# Task to carry out
Count, in the entries below, the lines in which "ValidationRequest" occurs. Give the number, nothing more.

# Task material

____________________

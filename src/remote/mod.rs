//! Server endpoints the page widgets talk to.
//!
//! Widgets only see the [`NameValidator`] and [`CategorySource`] traits; the
//! HTTP implementations live in [`client`].

use async_trait::async_trait;

use crate::errors::HookResult;
use crate::models::{CategoryOption, TransactionType, ValidationRequest, ValidationResult};

pub mod client;
pub mod headers;
pub mod json;

pub use client::{HttpCategorySource, HttpValidator, TrackerClient};

/// Answers whether a candidate value is already taken.
#[async_trait]
pub trait NameValidator: Send + Sync {
    async fn check(&self, request: &ValidationRequest) -> HookResult<ValidationResult>;
}

/// Lists the categories available for a transaction type.
#[async_trait]
pub trait CategorySource: Send + Sync {
    async fn categories(&self, kind: TransactionType) -> HookResult<Vec<CategoryOption>>;
}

____________________

# Output
2